If you’re a Comcast cable customer, your home’s private Wi-Fi router is being turned into a public hotspot.
It’s been one year since Comcast started its monster project to blanket residential and commercial areas with continuous Wi-Fi coverage. Imagine waves of wireless Internet access emitting from every home, business and public waiting area.
Comcast has been swapping out customers’ old routers with new ones capable of doubling as public hotspots. So far, the company has turned 3 million home devices into public ones. By year’s end it plans to activate that feature on the other 5 million already installed.
Anyone with an Xfinity account can register their devices (laptop, tablet, phone) and the public network will always keep them registered — at a friend’s home, coffee shop or bus stop. No more asking for your cousin’s Wi-Fi network password.
What about privacy?
It seems like Comcast did this the right way. Outsiders never get access to your private, password-protected home network. Each box has two separate antennae, Comcast explained. That means criminals can’t jump from the public channel into your network and spy on you.
And don’t expect every passing stranger to get access. The Wi-Fi signal is no stronger than it is now, so anyone camped in your front yard will have a difficult time tapping into the public network. This system was meant for guests at home, not on the street.
As for strangers tapping your router for illegal activity: Comcast said you’ll be guilt-free if the FBI comes knocking. Anyone hooking up to the “Xfinity Wi-Fi” public network must sign in with their own traceable, Comcast customer credentials.
Still, no system is foolproof, and this could be unnecessary exposure to potential harm. Simply opening up another access point increases the likelihood that someone could tamper with your router.
What about connection speed?
Having several people connecting to a single router tends to clog up the Wi-Fi. Comcast says it found a way to make this work.
With two separate networks, each antenna has its own data speed cap. Comcast said the private channel provides whatever speed customers already pay to get (most have 25 Megabits per second). The public hotspot channel is given 15 Mbps and allows up to five people to connect at a time.
That means having your data-hungry friends over shouldn’t slow down your Netflix streaming if they are logged into the “public” side of your router.
Comcast also says you shouldn’t experience any conflict between the two networks. It’s something Comcast engineers thought about carefully. Obviously, the last thing they want to do is to create a bad user experience.

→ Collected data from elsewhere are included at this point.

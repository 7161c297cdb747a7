//! # Quality Guard - QA tool orchestration server
//!
//! Exposes a closed set of quality-assurance tools behind one
//! "invoke a named tool with arguments" contract:
//! - Test suite execution with runner output parsing
//! - Performance profiling of registered operations
//! - Time-bounded stability monitoring
//! - Dependency, static and dynamic security scans
//! - Test configuration storage, data collection and report generation
//!
//! ## Architecture
//!
//! ```text
//!   HTTP (axum)  →  Dispatcher  →  ToolRegistry  →  QualityTool::execute
//!                    │ schema validation (jsonschema)
//!                    │ panic isolation
//!                    └ ExecutionId + timing logs
//! ```

// Enforce strict safety at compile time
#![deny(unsafe_code)]
#![warn(missing_debug_implementations)]
#![warn(rust_2018_idioms)]

pub mod dispatch;
pub mod http;
pub mod tools;
pub mod types;

// Internal utilities
pub mod observability;
pub mod process;
pub mod resources;
pub mod validation;

pub use types::{Config, Error, Result};
//! Route table and request logging.

use axum::extract::Request;
use axum::middleware::{self, Next};
use axum::response::Response;
use axum::routing::{get, post};
use axum::Router;
use std::sync::Arc;
use std::time::Instant;

use super::handlers;
use crate::dispatch::Dispatcher;

/// `GET /`, `GET /tools`, `POST /use_tool`.
pub fn build_router(dispatcher: Arc<Dispatcher>) -> Router {
    Router::new()
        .route("/", get(handlers::liveness))
        .route("/tools", get(handlers::list_tools))
        .route("/use_tool", post(handlers::use_tool))
        .with_state(dispatcher)
        .layer(middleware::from_fn(log_requests))
}

async fn log_requests(request: Request, next: Next) -> Response {
    let method = request.method().clone();
    let path = request.uri().path().to_string();
    let started = Instant::now();

    let response = next.run(request).await;
    tracing::info!(
        "{} {} -> {} ({}ms)",
        method,
        path,
        response.status().as_u16(),
        started.elapsed().as_millis()
    );
    response
}
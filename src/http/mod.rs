//! HTTP boundary: axum server, routes and JSON error mapping.

pub mod handlers;
pub mod router;
pub mod server;

pub use router::build_router;
pub use server::HttpServer;
//! `generateReport`: render collected data into a report file.

use async_trait::async_trait;
use chrono::{DateTime, Utc};
use schemars::JsonSchema;
use serde::{Deserialize, Serialize};
use serde_json::{json, Map, Value};
use std::path::{Path, PathBuf};

use super::{Tool, ToolStatus};
use crate::types::Result;
use crate::validation::validate_file_name;

#[derive(Debug, Clone, Copy, PartialEq, Eq, Serialize, Deserialize, JsonSchema)]
#[serde(rename_all = "snake_case")]
pub enum ReportType {
    Summary,
    DetailedHtml,
    MarkdownComparison,
    Detailed,
    Performance,
    Stability,
    Security,
}

impl ReportType {
    pub fn as_str(self) -> &'static str {
        match self {
            ReportType::Summary => "summary",
            ReportType::DetailedHtml => "detailed_html",
            ReportType::MarkdownComparison => "markdown_comparison",
            ReportType::Detailed => "detailed",
            ReportType::Performance => "performance",
            ReportType::Stability => "stability",
            ReportType::Security => "security",
        }
    }

    pub fn extension(self) -> &'static str {
        match self {
            ReportType::Summary | ReportType::MarkdownComparison => "md",
            ReportType::DetailedHtml => "html",
            ReportType::Detailed
            | ReportType::Performance
            | ReportType::Stability
            | ReportType::Security => "txt",
        }
    }
}

#[derive(Debug, Clone, Deserialize, JsonSchema)]
#[serde(rename_all = "camelCase")]
pub struct GenerateReportInput {
    /// Reference to an earlier `collectTestData` run. Not resolvable yet;
    /// pass `inputData` instead.
    #[serde(default)]
    pub collected_data_execution_id: Option<String>,
    #[serde(default)]
    pub input_data: Option<Map<String, Value>>,
    pub report_type: ReportType,
    /// File in the templates directory.
    #[serde(default)]
    pub template_name: Option<String>,
    /// File name without extension; directories are stripped.
    #[serde(default)]
    pub output_file_name: Option<String>,
}

#[derive(Debug, Clone, PartialEq, Serialize, Deserialize, JsonSchema)]
#[serde(rename_all = "camelCase")]
pub struct ReportMetadata {
    pub report_type: ReportType,
    pub generated_at: DateTime<Utc>,
    #[serde(skip_serializing_if = "Option::is_none")]
    pub source_data_id: Option<String>,
    #[serde(skip_serializing_if = "Option::is_none")]
    pub template_used: Option<String>,
    #[serde(skip_serializing_if = "Option::is_none")]
    pub file_size_bytes: Option<u64>,
}

#[derive(Debug, Clone, Serialize, Deserialize, JsonSchema)]
#[serde(rename_all = "camelCase")]
pub struct GenerateReportOutput {
    pub status: ToolStatus,
    #[serde(skip_serializing_if = "Option::is_none")]
    pub report_path: Option<PathBuf>,
    #[serde(skip_serializing_if = "Option::is_none")]
    pub report_data: Option<Value>,
    #[serde(skip_serializing_if = "Option::is_none")]
    pub report_metadata: Option<ReportMetadata>,
    #[serde(skip_serializing_if = "Option::is_none")]
    pub message: Option<String>,
}

impl GenerateReportOutput {
    fn error(message: impl Into<String>, metadata: Option<ReportMetadata>) -> Self {
        Self {
            status: ToolStatus::Error,
            report_path: None,
            report_data: None,
            report_metadata: metadata,
            message: Some(message.into()),
        }
    }
}

/// Rendered body plus the structured data some report types carry.
struct Rendered {
    body: String,
    data: Option<Value>,
}

#[derive(Debug)]
pub struct ReportGenerator {
    reports_dir: PathBuf,
    templates_dir: PathBuf,
}

impl ReportGenerator {
    pub fn new(reports_dir: PathBuf, templates_dir: PathBuf) -> Self {
        Self {
            reports_dir,
            templates_dir,
        }
    }

    /// Load `name` from the templates directory. Missing or invalid names
    /// are logged and ignored.
    async fn load_template(&self, name: &str) -> Option<String> {
        if let Err(e) = validate_file_name(name, "templateName") {
            tracing::warn!("ignoring template: {}", e);
            return None;
        }
        let path = self.templates_dir.join(name);
        match tokio::fs::read_to_string(&path).await {
            Ok(template) => Some(template),
            Err(e) => {
                tracing::warn!(
                    "template {} unavailable ({}), rendering without it",
                    path.display(),
                    e
                );
                None
            }
        }
    }

    fn report_path(&self, report_type: ReportType, requested: Option<&str>, now: DateTime<Utc>) -> PathBuf {
        let stem = requested
            .and_then(|name| Path::new(name).file_name())
            .and_then(|name| name.to_str())
            .filter(|name| !name.is_empty() && *name != "..")
            .map(str::to_string)
            .unwrap_or_else(|| format!("{}_report_{}", report_type.as_str(), now.timestamp_millis()));
        self.reports_dir
            .join(format!("{}.{}", stem, report_type.extension()))
    }
}

fn pretty(value: &Value) -> String {
    serde_json::to_string_pretty(value).unwrap_or_else(|_| value.to_string())
}

fn escape_html(raw: &str) -> String {
    let mut escaped = String::with_capacity(raw.len());
    for c in raw.chars() {
        match c {
            '&' => escaped.push_str("&amp;"),
            '<' => escaped.push_str("&lt;"),
            '>' => escaped.push_str("&gt;"),
            '"' => escaped.push_str("&quot;"),
            '\'' => escaped.push_str("&#39;"),
            c => escaped.push(c),
        }
    }
    escaped
}

/// Markdown overview of the top-level keys, plus collection metadata when
/// the input is a `collectTestData` envelope.
fn render_summary(data: &Map<String, Value>, now: DateTime<Utc>) -> Rendered {
    let mut body = format!("# Summary Report\n\nGenerated at: {}\n\n## Data overview\n", now.to_rfc3339());
    for (key, value) in data {
        match value {
            Value::Object(_) | Value::Array(_) => {
                body.push_str(&format!("- **{}**:\n```json\n{}\n```\n", key, pretty(value)))
            }
            Value::String(s) => body.push_str(&format!("- **{}**: {}\n", key, s)),
            other => body.push_str(&format!("- **{}**: {}\n", key, other)),
        }
    }

    let metadata = data.get("metadata").filter(|m| m.get("processedSources").is_some());
    if let Some(meta) = metadata {
        body.push_str("\n## Collection metadata\n");
        body.push_str(&format!("- Processed sources: {}\n", meta["processedSources"]));
        if meta.get("failedSources").and_then(Value::as_u64).unwrap_or(0) > 0 {
            body.push_str(&format!("- Failed sources: {}\n", meta["failedSources"]));
        }
    }

    let keys: Vec<&String> = data.keys().collect();
    Rendered {
        body,
        data: Some(json!({
            "keys": keys,
            "collectionMetadata": metadata.cloned(),
        })),
    }
}

fn render(report_type: ReportType, data: &Map<String, Value>, now: DateTime<Utc>) -> Rendered {
    let raw = pretty(&Value::Object(data.clone()));
    match report_type {
        ReportType::Summary => render_summary(data, now),
        ReportType::DetailedHtml => Rendered {
            body: format!(
                "<!DOCTYPE html>\n<html><head><meta charset=\"utf-8\"><title>Detailed Report</title></head>\n<body><h1>Detailed Report</h1>\n<p>Generated at {}</p>\n<pre>{}</pre>\n</body></html>\n",
                now.to_rfc3339(),
                escape_html(&raw)
            ),
            data: None,
        },
        ReportType::MarkdownComparison => Rendered {
            body: format!("# Comparison Report\n\n```json\n{}\n```\n", raw),
            data: None,
        },
        ReportType::Detailed
        | ReportType::Performance
        | ReportType::Stability
        | ReportType::Security => {
            tracing::debug!("report type {} uses the generic layout", report_type.as_str());
            Rendered {
                body: format!("Report: {}\n\n{}\n", report_type.as_str(), raw),
                data: None,
            }
        }
    }
}

/// Substitute `{{report}}`, `{{reportType}}` and `{{generatedAt}}`.
fn apply_template(template: &str, body: &str, report_type: ReportType, now: DateTime<Utc>) -> String {
    template
        .replace("{{reportType}}", report_type.as_str())
        .replace("{{generatedAt}}", &now.to_rfc3339())
        .replace("{{report}}", body)
}

#[async_trait]
impl Tool for ReportGenerator {
    type Input = GenerateReportInput;
    type Output = GenerateReportOutput;

    const NAME: &'static str = "generateReport";
    const DESCRIPTION: &'static str =
        "Generates a report file from collected test data or directly supplied data.";

    async fn run(&self, input: Self::Input) -> Result<Self::Output> {
        let report_type = input.report_type;
        tracing::info!("generateReport type={}", report_type.as_str());

        let data = match (&input.input_data, &input.collected_data_execution_id) {
            (Some(data), _) => data,
            (None, Some(id)) => {
                tracing::warn!("cannot resolve collected data {} by reference", id);
                return Ok(GenerateReportOutput::error(
                    format!(
                        "Fetching data for collectedDataExecutionId '{}' is not implemented yet. Supply 'inputData' directly.",
                        id
                    ),
                    None,
                ));
            }
            (None, None) => {
                return Ok(GenerateReportOutput::error(
                    "Neither collectedDataExecutionId nor inputData was provided.",
                    None,
                ))
            }
        };

        let now = Utc::now();
        let rendered = render(report_type, data, now);
        let template = match &input.template_name {
            Some(name) => self.load_template(name).await,
            None => None,
        };
        let body = match &template {
            Some(template) => apply_template(template, &rendered.body, report_type, now),
            None => rendered.body,
        };

        let mut metadata = ReportMetadata {
            report_type,
            generated_at: now,
            source_data_id: input
                .collected_data_execution_id
                .clone()
                .or_else(|| Some("direct_input".to_string())),
            template_used: template.as_ref().and(input.template_name.clone()),
            file_size_bytes: None,
        };

        let path = self.report_path(report_type, input.output_file_name.as_deref(), now);
        let written = async {
            tokio::fs::create_dir_all(&self.reports_dir).await?;
            tokio::fs::write(&path, body.as_bytes()).await?;
            tokio::fs::metadata(&path).await
        }
        .await;

        match written {
            Ok(stat) => {
                metadata.file_size_bytes = Some(stat.len());
                tracing::info!("report written to {}", path.display());
                Ok(GenerateReportOutput {
                    status: ToolStatus::Success,
                    message: Some(format!(
                        "Report of type \"{}\" written to {}.",
                        report_type.as_str(),
                        path.display()
                    )),
                    report_path: Some(path),
                    report_data: rendered.data,
                    report_metadata: Some(metadata),
                })
            }
            Err(e) => {
                tracing::error!("writing report {} failed: {}", path.display(), e);
                Ok(GenerateReportOutput::error(
                    format!("Report generation failed: {}", e),
                    Some(metadata),
                ))
            }
        }
    }
}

Before this project, there was no value in having a home Internet subscription when you’re not at home. Every time you left the house you walked away from your subscription. But with all these new hotspot locations, you can now connect to the Internet remotely using your home or business account. Everyone’s devices are a lot more mobile.
But what if you hate the idea of your private Comcast boxes being turned into public hotspots? You can turn it off by calling Comcast or logging into your account online. The company says fewer than 1% of customers have done that so far.